Мы ждали рассказов об ужасах, но их не последовало, был только подробный, пожалуй даже слишком, рассказ о том, кто из сослуживцев пришел на работу, а кто не пришел и что говорили в конторе о непришедших управляющий и бухгалтер, два Зевса конторского мирка. Впоследствии, не скоро, вспоминая об этом тихом дне из гудящего ада второй мировой войны, я думала, как с течением времени человеческие войны становятся все лютее и беспощаднее и из явлений хоть и очень несовершенного, но все же человеческого мира переходят в какую-то неподобающую человеку окаянную, инфернальную сферу. На голом поле, при свете небесных светил убил некогда, по преданию, Каин своего брата Авеля, и были они оба при этом, надо полагать, одеты в смиренную одежду тогдашних скотоводов и земледельцев, а нынешнее войско - это целый громадный зверь, оснащенный всякой всячиной ради того, чтоб убивать, и как можно мучительней.
Восстание юнкеров было подавлено, и жизнь потекла так, как до него, с "Цыпленком жареным", с чтением книг, с усиливавшейся дороговизной на базаре, только я уже не ходила в гимназию, а доставала разные учебники и старалась их читать так, чтобы побольше запомнить, так как где-то в глубине души меня все-таки грызло, как же я останусь совсем необразованной и неотесанной.
С тех пор читаю всю жизнь, кое-что с пользой, кое-что просто так, и уж рада-рада, что дети мои получили не только среднее, но и высшее образование.

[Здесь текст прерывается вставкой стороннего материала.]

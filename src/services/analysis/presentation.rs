use crate::models::analysis_types::{AnalysisResult, ResultView, VegetationHealth};

const LOW_VEGETATION_MAX: f64 = 0.2;
const MODERATE_VEGETATION_MAX: f64 = 0.5;

impl VegetationHealth {
    /// Threshold rule for the NDVI caption. Independent of the deforestation
    /// verdict, so the two can disagree. NaN falls through to `Healthy`.
    pub fn from_ndvi(ndvi: f64) -> Self {
        if ndvi < LOW_VEGETATION_MAX {
            VegetationHealth::Low
        } else if ndvi < MODERATE_VEGETATION_MAX {
            VegetationHealth::Moderate
        } else {
            VegetationHealth::Healthy
        }
    }

    pub fn label(&self) -> &'static str {
        match self {
            VegetationHealth::Low => "Low vegetation - potential deforestation",
            VegetationHealth::Moderate => "Moderate vegetation - monitoring recommended",
            VegetationHealth::Healthy => "Healthy vegetation - normal",
        }
    }
}

pub fn vegetation_label(ndvi: f64) -> &'static str {
    VegetationHealth::from_ndvi(ndvi).label()
}

impl ResultView {
    pub fn from_result(file_name: &str, result: &AnalysisResult) -> Self {
        let vegetation = VegetationHealth::from_ndvi(result.ndvi);
        let headline = if result.is_deforested {
            "Deforestation Detected"
        } else {
            "No Deforestation"
        };

        ResultView {
            file_name: file_name.to_string(),
            headline: headline.to_string(),
            explanation: result.explanation.clone(),
            confidence_text: format!("{:.1}%", result.confidence_percent),
            confidence_progress: result.confidence_percent,
            ndvi_text: format!("{:.3}", result.ndvi),
            ndvi_progress: result.ndvi * 100.0,
            vegetation,
            vegetation_label: vegetation.label().to_string(),
        }
    }
}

Что я помню в последующие годы?
Что очень скудно стало с едой. На ужин чаще всего был ломтик черного хлеба, смазанный горчицей. Постепенно исчезало не только все лакомое, но и мало-мальски питательное.

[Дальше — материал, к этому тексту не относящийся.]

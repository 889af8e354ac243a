use crate::models::reference_types::{
    Hotspot, ModelCard, NdviRange, PreprocessingStep, RegionalLoss, Severity, SpectralBand,
};
use crate::services::reference_data;

#[tauri::command]
pub fn get_model_card() -> ModelCard {
    reference_data::model_card()
}

#[tauri::command]
pub fn get_spectral_bands() -> Vec<SpectralBand> {
    reference_data::SPECTRAL_BANDS.to_vec()
}

#[tauri::command]
pub fn get_preprocessing_steps() -> Vec<PreprocessingStep> {
    reference_data::PREPROCESSING_STEPS.to_vec()
}

#[tauri::command]
pub fn get_ndvi_scale() -> Vec<NdviRange> {
    reference_data::NDVI_SCALE.to_vec()
}

#[tauri::command]
pub fn get_hotspots(min_severity: Option<Severity>) -> Vec<Hotspot> {
    reference_data::hotspots_by_severity(min_severity.unwrap_or(Severity::Low))
}

#[tauri::command]
pub fn get_regional_loss() -> Vec<RegionalLoss> {
    reference_data::REGIONAL_LOSS.to_vec()
}
use serde::Serialize;

#[derive(Debug, Serialize, Clone, Copy, PartialEq, Eq)]
#[serde(rename_all = "camelCase")]
pub enum ToastVariant {
    Default,
    Destructive,
}

#[derive(Debug, Serialize, Clone, PartialEq)]
pub struct Toast {
    pub title: String,
    pub description: String,
    pub variant: ToastVariant,
}

impl Toast {
    pub fn invalid_file_type() -> Self {
        Toast {
            title: "Invalid file type".to_string(),
            description: "Please upload an image file (JPEG, PNG, etc.)".to_string(),
            variant: ToastVariant::Destructive,
        }
    }
}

Что в комнатах появились "буржуйки" - железные печурки, а топили не углем, а штыбом - угольной пылью, так как настоящего угля не стало.

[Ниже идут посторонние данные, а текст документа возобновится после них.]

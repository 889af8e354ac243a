fn main() {
    #[cfg(feature = "desktop")]
    tauri_build::build();
}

Что в жизнь вошла и стала очень важным ее элементом "толкучка", "барахолка", "толчок" - это место называли по-разному.
Пенсию из папиного банка перестали выдавать. Маме стали платить жалованье натурой: как-то раз вместо денег выдали какое-то феноменальное количество пузырьков с валерьяновыми каплями, в другой - тоже что-то в этом роде. Жизненной опорой стала толкучка.
Так как мама стеснялась продавать на народе всякое старье, да и получалось это у нее, бедняжки, как-то неудачно, неприбыльно, то выходить на толкучку стала я. Как сейчас помню этот пыльный выгон где-то за Сенной площадью, уставленный возами, на которых высоко, на мешках драгоценной муки и кадушках масла, сидели станичные бабы, а кругом кишмя кишел народ: кто продавал брюки, кто пальто, кто какую-нибудь вазочку или старорежимные щипчики для сахара.